Patients place tremendous amounts of trust in their doctors and this should only be fair since after years and years of study. A recent report released by government health officials showed that within a period of three years, from 2010 to 2013, 17 percent fewer mistakes had taken place in US hospitals. Summed up, the number of patients whose lives were spared by this decrease in error occurrence comes up to a figure that can’t be overlooked: 50,000.
Such results only show that medical practice and learning is increasing in quality. Such decreases in fatalities can be attributed to a reduction in hospital mistakes and poor medical care. It is one of the many “historic improvements” that health government officials spoke about. Apart from the staggering decrease in hospital errors, the Centers for Medicare and Medicaid Services also investigated the number of hospital acquired illnesses (from urinary tract infections to pneumonia and bedsores). Their results showed that these conditions had also decreased 9 percent from 2012 to 2013.
The issue of hospital care errors was brought to the public’s focus in 1999, when the Institute of Medicine announced that approximately 98,000 people would lose their lives because of easily preventable mistakes. These errors included falls, infections and pneumonia.

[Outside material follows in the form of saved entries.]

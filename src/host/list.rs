use super::{ListId, RecordId};
use crate::codec::{MirrorSource, RecordData};
use crate::error::ProxyError;
use crate::events::{EventQueue, HostEvent, Listener, Signal};
use std::ops::Deref;

#[derive(Debug)]
pub struct Record {
    id: RecordId,
    data: RecordData,
    changed: Signal,
}

impl Record {
    pub fn id(&self) -> RecordId {
        self.id
    }

    pub fn data(&self) -> &RecordData {
        &self.data
    }

    pub fn changed(&self) -> &Signal {
        &self.changed
    }
}

/// Resizable list of editable records owned by a proxy container.
#[derive(Debug)]
pub struct MirrorList {
    id: ListId,
    source: MirrorSource,
    records: Vec<Record>,
    structure: Signal,
    /// Value listeners every record gets, including records created later.
    record_listeners: Signal,
    next_record: u64,
}

impl MirrorList {
    pub(super) fn new(id: ListId, source: MirrorSource) -> Self {
        Self {
            id,
            source,
            records: Vec::new(),
            structure: Signal::default(),
            record_listeners: Signal::default(),
            next_record: 1,
        }
    }

    pub fn id(&self) -> ListId {
        self.id
    }

    pub fn source(&self) -> MirrorSource {
        self.source
    }

    pub fn len(&self) -> usize {
        self.records.len()
    }

    pub fn is_empty(&self) -> bool {
        self.records.is_empty()
    }

    pub fn record(&self, index: usize) -> Option<&Record> {
        self.records.get(index)
    }

    pub fn data(&self, index: usize) -> Option<&RecordData> {
        self.records.get(index).map(Record::data)
    }

    pub fn records(&self) -> &[Record] {
        &self.records
    }

    pub fn index_of(&self, record: RecordId) -> Option<usize> {
        self.records.iter().position(|entry| entry.id == record)
    }

    /// Listeners of `elements added` / `elements removed`.
    pub fn structure(&self) -> &Signal {
        &self.structure
    }
}

pub struct ListMut<'a> {
    list: &'a mut MirrorList,
    queue: &'a mut EventQueue,
}

impl<'a> ListMut<'a> {
    pub(super) fn new(list: &'a mut MirrorList, queue: &'a mut EventQueue) -> Self {
        Self { list, queue }
    }

    pub fn add(&mut self, data: RecordData) -> RecordId {
        let start = self.list.records.len();
        let id = self.push_record(data);
        self.notify_added(start, 1);
        id
    }

    pub fn insert(&mut self, at: usize, data: RecordData) -> Result<RecordId, ProxyError> {
        let len = self.list.records.len();
        if at > len {
            return Err(ProxyError::IndexOutOfRange { index: at, len });
        }
        let record = self.new_record(data);
        let id = record.id;
        self.list.records.insert(at, record);
        self.notify_added(at, 1);
        Ok(id)
    }

    pub fn remove_range(&mut self, at: usize, count: usize) -> Result<(), ProxyError> {
        let len = self.list.records.len();
        let end = at.saturating_add(count);
        if end > len {
            return Err(ProxyError::IndexOutOfRange { index: end, len });
        }
        if count == 0 {
            return Ok(());
        }
        self.list.records.drain(at..end);
        self.notify_removed(at, count);
        Ok(())
    }

    /// Grows with `blank` records or trims the tail until the list holds exactly `target`.
    pub fn coerce_length(&mut self, target: usize, mut blank: impl FnMut() -> RecordData) {
        let len = self.list.records.len();
        if target > len {
            for _ in len..target {
                let data = blank();
                self.push_record(data);
            }
            self.notify_added(len, target - len);
        } else if target < len {
            self.list.records.truncate(target);
            self.notify_removed(target, len - target);
        }
    }

    /// Replaces the data at `index`. Returns whether anything changed; only changes notify.
    pub fn set_data(&mut self, index: usize, data: RecordData) -> Result<bool, ProxyError> {
        let len = self.list.records.len();
        let record =
            self.list.records.get_mut(index).ok_or(ProxyError::IndexOutOfRange { index, len })?;
        if record.data == data {
            return Ok(false);
        }
        record.data = data;
        if !record.changed.is_empty() {
            let event = HostEvent::RecordChanged {
                list: self.list.id,
                record: record.id,
                index,
                data: record.data.clone(),
            };
            record.changed.notify(event, self.queue);
        }
        Ok(true)
    }

    pub fn set_record(&mut self, record: RecordId, data: RecordData) -> Result<bool, ProxyError> {
        let index = self
            .list
            .index_of(record)
            .ok_or(ProxyError::UnknownRecord { list: self.list.id, record: record.raw() })?;
        self.set_data(index, data)
    }

    pub fn subscribe_structure(&mut self, listener: Listener) -> bool {
        self.list.structure.subscribe_unique(listener)
    }

    /// Subscribes `listener` to the value changes of every record, present and future, so a
    /// record is listened to from the moment it exists. Returns how many present records
    /// gained the subscription.
    pub fn subscribe_records(&mut self, listener: Listener) -> usize {
        self.list.record_listeners.subscribe_unique(listener);
        let mut added = 0;
        for record in &mut self.list.records {
            if record.changed.subscribe_unique(listener) {
                added += 1;
            }
        }
        added
    }

    pub fn remove_record(&mut self, record: RecordId) -> Result<(), ProxyError> {
        let index = self
            .list
            .index_of(record)
            .ok_or(ProxyError::UnknownRecord { list: self.list.id, record: record.raw() })?;
        self.remove_range(index, 1)
    }

    fn new_record(&mut self, data: RecordData) -> Record {
        let id = RecordId(self.list.next_record);
        self.list.next_record += 1;
        Record { id, data, changed: self.list.record_listeners.clone() }
    }

    fn push_record(&mut self, data: RecordData) -> RecordId {
        let record = self.new_record(data);
        let id = record.id;
        self.list.records.push(record);
        id
    }

    fn notify_added(&mut self, start: usize, count: usize) {
        if self.list.structure.is_empty() {
            return;
        }
        let added = &self.list.records[start..start + count];
        let records = added.iter().map(|record| record.data.clone()).collect();
        let event = HostEvent::ElementsAdded { list: self.list.id, start, records };
        self.list.structure.notify(event, self.queue);
    }

    fn notify_removed(&mut self, start: usize, count: usize) {
        let event = HostEvent::ElementsRemoved { list: self.list.id, start, count };
        self.list.structure.notify(event, self.queue);
    }
}

impl Deref for ListMut<'_> {
    type Target = MirrorList;

    fn deref(&self) -> &Self::Target {
        self.list
    }
}

#[cfg(test)]
mod tests {
    use crate::codec::{MirrorSource, RecordData};
    use crate::events::{HostEvent, Listener};
    use crate::host::EditorWorld;
    use crate::value::{Value, ValueType};

    fn field(value: f32) -> RecordData {
        RecordData::Field(Value::Float(value))
    }

    #[test]
    fn coerce_grows_and_trims_with_single_events() {
        let mut world = EditorWorld::new();
        let id = world.create_list(MirrorSource::ValueMultiplexer(ValueType::Float));
        let mut list = world.list_mut(id).expect("list");
        list.subscribe_structure(Listener::ListBinding);
        list.coerce_length(3, || field(0.0));
        list.coerce_length(1, || field(0.0));
        list.coerce_length(1, || field(0.0));
        assert_eq!(list.len(), 1);
        drop(list);
        let events: Vec<_> = world.take_notifications().into_iter().map(|n| n.event).collect();
        assert_eq!(
            events,
            vec![
                HostEvent::ElementsAdded { list: id, start: 0, records: vec![field(0.0); 3] },
                HostEvent::ElementsRemoved { list: id, start: 1, count: 2 },
            ]
        );
    }

    #[test]
    fn value_change_fires_only_for_real_changes() {
        let mut world = EditorWorld::new();
        let id = world.create_list(MirrorSource::ValueMultiplexer(ValueType::Float));
        let mut list = world.list_mut(id).expect("list");
        let record = list.add(field(1.0));
        assert_eq!(list.subscribe_records(Listener::RecordBinding), 1);
        assert_eq!(list.subscribe_records(Listener::RecordBinding), 0, "already subscribed");
        assert!(!list.set_record(record, field(1.0)).expect("same value"));
        assert!(list.set_record(record, field(2.0)).expect("new value"));
        drop(list);
        let events: Vec<_> = world.take_notifications().into_iter().map(|n| n.event).collect();
        let expected = HostEvent::RecordChanged { list: id, record, index: 0, data: field(2.0) };
        assert_eq!(events, vec![expected]);
    }

    #[test]
    fn later_records_are_listened_to_from_creation() {
        let mut world = EditorWorld::new();
        let id = world.create_list(MirrorSource::ValueMultiplexer(ValueType::Float));
        let mut list = world.list_mut(id).expect("list");
        list.subscribe_structure(Listener::ListBinding);
        list.subscribe_records(Listener::RecordBinding);
        list.add(field(1.0));
        let second = list.insert(0, field(2.0)).expect("insert");
        list.set_data(0, field(3.0)).expect("set new record");
        list.remove_range(1, 1).expect("remove");
        let listeners =
            list.record(0).map(|record| record.changed().count(Listener::RecordBinding));
        assert_eq!(listeners, Some(1));
        drop(list);

        // Payloads describe the list as it was when each event was raised.
        let events: Vec<_> = world.take_notifications().into_iter().map(|n| n.event).collect();
        assert_eq!(
            events,
            vec![
                HostEvent::ElementsAdded { list: id, start: 0, records: vec![field(1.0)] },
                HostEvent::ElementsAdded { list: id, start: 0, records: vec![field(2.0)] },
                HostEvent::RecordChanged { list: id, record: second, index: 0, data: field(3.0) },
                HostEvent::ElementsRemoved { list: id, start: 1, count: 1 },
            ]
        );
    }

    #[test]
    fn records_keep_identity_across_inserts() {
        let mut world = EditorWorld::new();
        let id = world.create_list(MirrorSource::ValueMultiplexer(ValueType::Float));
        let mut list = world.list_mut(id).expect("list");
        let first = list.add(field(1.0));
        let second = list.insert(0, field(0.0)).expect("insert");
        assert_eq!(list.index_of(first), Some(1));
        assert_eq!(list.index_of(second), Some(0));
        list.remove_record(second).expect("remove");
        assert_eq!(list.index_of(second), None);
        assert_eq!(list.index_of(first), Some(0));
        assert!(list.remove_record(second).is_err(), "already gone");
        assert!(list.remove_range(1, 1).is_err());
    }
}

However, the number almost doubled in 2010 when inspectors announced that 180,000 Medicare patients lost their lives yearly because of dub-par hospital care.
To obtain the data on which the new information is based, Health and Human Services officials analyzed tens of thousands of patient records beginning with 2010.
It has already been suggested that President Barack Obama’s reform in the healthcare system was responsible for such steep declines in fatalities. Medicare has radically changed the way in which hospitals are paid. If patients are re-admitted too often over the 30 days following an initial admittance, CMS requires a reimbursement, explaining that the patient’s care was poor the first time around.
The same results showed that 1.3 million fewer patients had suffered hospital acquired conditions in 2013. And the numbers also bring a much desired side-effect: when not having to treat conditions resulted due to sub-par hospital care, costs are also significantly lowered. In fact, savings of approximately $12 billion were reported.